Actemra Approved for Treatment of Hospitalized COVID-19 Patients

patient on ventilator in intensive care unit
Patient with aspiration pneumonia on a ventilator and intubated with a nasogastric tube in an intensive care unit (ICU).
Actemra (tocilizumab) is an interleukin-6 receptor antagonist.

The Food and Drug Adminsitration (FDA) has approved Actemra (tocilizumab) for intravenous (IV) use to treat COVID-19 in hospitalized adults who are receiving systemic corticosteroids and require supplemental oxygen, noninvasive or invasive mechanical ventilation, or extracorporeal membrane oxygenation (ECMO).

The approval was supported by data from 4 randomized, controlled studies that evaluated tocilizumab, an interleukin-6 receptor antagonist, for the treatment of COVID-19 in more than 5500 hospitalized patients. The trials include the RECOVERY ( Identifier: NCT04381936), EMPACTA ( Identifier: NCT04372186), COVACTA ( Identifier: NCT04320615), and REMDACTA ( Identifier: NCT04409262) studies. 

In the RECOVERY trial, hospitalized patients with severe COVID-19 pneumonia were randomly assigned 1:1 to receive either tocilizumab in addition to standard of care (n=2022) or standard of care alone (n=2094). Results showed the probabilities of dying at day 28 (primary endpoint) were estimated to be 30.7% in the tocilizumab plus standard of care arm and 34.9% in the standard of care arm alone (hazard ratio [HR], 0.85; 95% CI, 0.76-0.94; P =.0028). The median time to hospital discharge was reported to be 19 days for tocilizumab-treated patients and more than 28 days for those receiving standard of care alone.

The EMPACTA trial included 389 hospitalized patients with COVID-19 pneumonia who were randomly assigned 2:1 to receive tocilizumab (n=249) or placebo (n=128). Findings showed that treatment with tocilizumab was associated with a reduction in progression to mechanical ventilation or death; 12% (95% CI, 8.52-16.86) of patients treated with tocilizumab required mechanical ventilation or died by day 28 vs 19.3% (95% CI, 13.34-27.36) of those who received placebo.

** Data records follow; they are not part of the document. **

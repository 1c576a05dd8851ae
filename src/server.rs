use std::{net::SocketAddr, str::FromStr, sync::Arc};

use axum::{Extension, Router, routing::get};
use reqwest::Url;
use tokio::{sync::Mutex, task::JoinHandle};

use crate::{Res, api, config::Config, error::Error, types::CallbackParams, warning};

/// Slot the callback handler fills with the redirect parameters.
pub type CallbackSlot = Arc<Mutex<Option<CallbackParams>>>;

pub const DONE_PATH: &str = "/done";

pub fn router(callback_path: &str, slot: CallbackSlot) -> Router {
    Router::new()
        .route("/health", get(api::health))
        .route(callback_path, get(api::callback))
        .route(DONE_PATH, get(api::done))
        .layer(Extension(slot))
}

/// Binds the callback server and serves it on a background task.
///
/// The callback route is the path of the configured redirect URI. Returns the
/// bound address and the task handle; aborting the handle stops the server.
pub async fn start_api_server(
    config: &Config,
    slot: CallbackSlot,
) -> Res<(SocketAddr, JoinHandle<()>)> {
    let addr = SocketAddr::from_str(&config.server_addr).map_err(|e| {
        Error::Config(format!(
            "invalid server address `{}`: {}",
            config.server_addr, e
        ))
    })?;
    let callback_path = callback_path(&config.redirect_uri)?;

    let listener = tokio::net::TcpListener::bind(addr).await?;
    let local_addr = listener.local_addr()?;
    let app = router(&callback_path, slot);

    let handle = tokio::spawn(async move {
        if let Err(e) = axum::serve(listener, app).await {
            warning!("Callback server stopped: {}", e);
        }
    });

    Ok((local_addr, handle))
}

fn callback_path(redirect_uri: &str) -> Res<String> {
    let url = Url::parse(redirect_uri)
        .map_err(|e| Error::Config(format!("invalid redirect uri `{redirect_uri}`: {e}")))?;
    match url.path() {
        "" | "/" => Err(Error::Config(format!(
            "redirect uri `{redirect_uri}` needs a path such as /callback"
        ))),
        path => Ok(path.to_string()),
    }
}
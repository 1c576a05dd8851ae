//! Build script for the jammming playlist builder.
//!
//! Copies the configuration template into the user's local data directory so
//! that a fresh install has an `.env.example` next to the place where the
//! application looks for its `.env` file.

use std::{env, fs, path::PathBuf};

/// Copies `.env.example` from the crate root into the local data directory.
///
/// # Destination
///
/// - Linux: `~/.local/share/jammming/.env.example`
/// - macOS: `~/Library/Application Support/jammming/.env.example`
/// - Windows: `%LOCALAPPDATA%/jammming/.env.example`
///
/// A missing template only produces a cargo warning. Failing to create the
/// directory or to write the file fails the build.
fn main() -> Result<(), Box<dyn std::error::Error>> {
    println!("cargo:rerun-if-changed=.env.example");

    let manifest_dir = PathBuf::from(env::var("CARGO_MANIFEST_DIR")?);
    let env_example_path = manifest_dir.join(".env.example");

    let mut out_dir = dirs::data_local_dir().unwrap_or_else(|| PathBuf::from("."));
    out_dir.push("jammming");
    fs::create_dir_all(&out_dir)?;

    if env_example_path.is_file() {
        let contents = fs::read_to_string(&env_example_path)?;
        fs::write(out_dir.join(".env.example"), contents)?;
    } else {
        println!(
            "cargo:warning=.env.example not found at {}",
            env_example_path.display()
        );
    }

    Ok(())
}
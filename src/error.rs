//! Error types shared by every layer of the playlist builder.
//!
//! The variants mirror the failure modes of the authorization handshake and
//! of the remote catalog calls. Partial batch failure while saving a playlist
//! is not an error; it is a normal outcome reported through
//! [`crate::types::SaveReport`].

use thiserror::Error;

#[derive(Debug, Error)]
pub enum Error {
    /// The provider refused the authorization, or the returned `state` did not
    /// match the one stored before the redirect.
    #[error("authorization denied: {0}")]
    AuthorizationDenied(String),

    #[error("token exchange failed: {0}")]
    TokenExchangeFailed(String),

    #[error("token refresh failed: {0}")]
    TokenRefreshFailed(String),

    /// No usable token is available and no authorization has completed yet.
    #[error("not authenticated, run `jammming auth` first")]
    Unauthenticated,

    #[error("remote request failed with status {status}: {body}")]
    RemoteRequestFailed { status: u16, body: String },

    #[error("malformed response from remote service: {0}")]
    RemoteResponseMalformed(String),

    #[error("a playlist needs a name and at least one track")]
    EmptyPlaylistInput,

    #[error("http transport error: {0}")]
    Transport(#[from] reqwest::Error),

    #[error("storage error: {0}")]
    Storage(#[from] std::io::Error),

    #[error("serialization error: {0}")]
    Serialization(#[from] serde_json::Error),

    #[error("configuration error: {0}")]
    Config(String),
}

impl Error {
    /// True when the remote service answered with 401 Unauthorized.
    pub fn is_unauthorized(&self) -> bool {
        matches!(self, Error::RemoteRequestFailed { status: 401, .. })
    }
}
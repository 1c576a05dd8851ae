use base64::{Engine, engine::general_purpose::URL_SAFE_NO_PAD};
use rand::{Rng, distr::Alphanumeric};
use sha2::{Digest, Sha256};

use crate::types::{Track, TrackTableRow};

/// Longest verifier RFC 7636 allows.
pub const CODE_VERIFIER_LENGTH: usize = 128;
pub const STATE_LENGTH: usize = 16;

/// Random alphanumeric string of `length` characters.
///
/// `rand::rng()` is a cryptographically secure generator reseeded from the
/// operating system, so the verifier cannot be predicted from earlier output.
fn random_alphanumeric(length: usize) -> String {
    rand::rng()
        .sample_iter(&Alphanumeric)
        .take(length)
        .map(char::from)
        .collect()
}

pub fn generate_code_verifier(length: usize) -> String {
    random_alphanumeric(length)
}

/// `base64url-no-pad(sha256(verifier))`, the S256 challenge method.
pub fn generate_code_challenge(verifier: &str) -> String {
    let hash = Sha256::digest(verifier.as_bytes());
    URL_SAFE_NO_PAD.encode(hash)
}

/// Correlates the authorization redirect with the request that started it.
pub fn generate_state(length: usize) -> String {
    random_alphanumeric(length)
}

pub fn now_timestamp() -> i64 {
    chrono::Utc::now().timestamp()
}

/// Numbered rows for printing tracks with `tabled`, starting at 1.
pub fn track_table_rows(tracks: &[Track]) -> Vec<TrackTableRow> {
    tracks
        .iter()
        .enumerate()
        .map(|(i, t)| TrackTableRow {
            index: i + 1,
            name: t.name.clone(),
            artist: t.artist.clone(),
            album: t.album.clone(),
            id: t.id.clone(),
        })
        .collect()
}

Findings from the COVACTA and REMDACTA trials contributed to the safety assessment of tocilizumab when used in the treatment of COVID-19. The most common adverse reactions (incidence at least 3%) reported were constipation, urinary tract infection, hypertension, anxiety, diarrhea, insomnia, and nausea.

“With new variants emerging, FDA-approved treatments including Actemra remain essential to the continued fight against COVID-19,” said Levi Garraway, MD, PhD, chief medical officer and head of Global Product Development. “Actemra is the first FDA-approved monoclonal antibody for treating patients with severe COVID-19, providing an important option for hospitalized patients and their healthcare providers who continue to be on the frontlines treating COVID-19.”


FDA approves Genentech’s Actemra for the treatment of COVID-19 in hospitalized adults. News release. Genentech. Accessed December 21, 2022.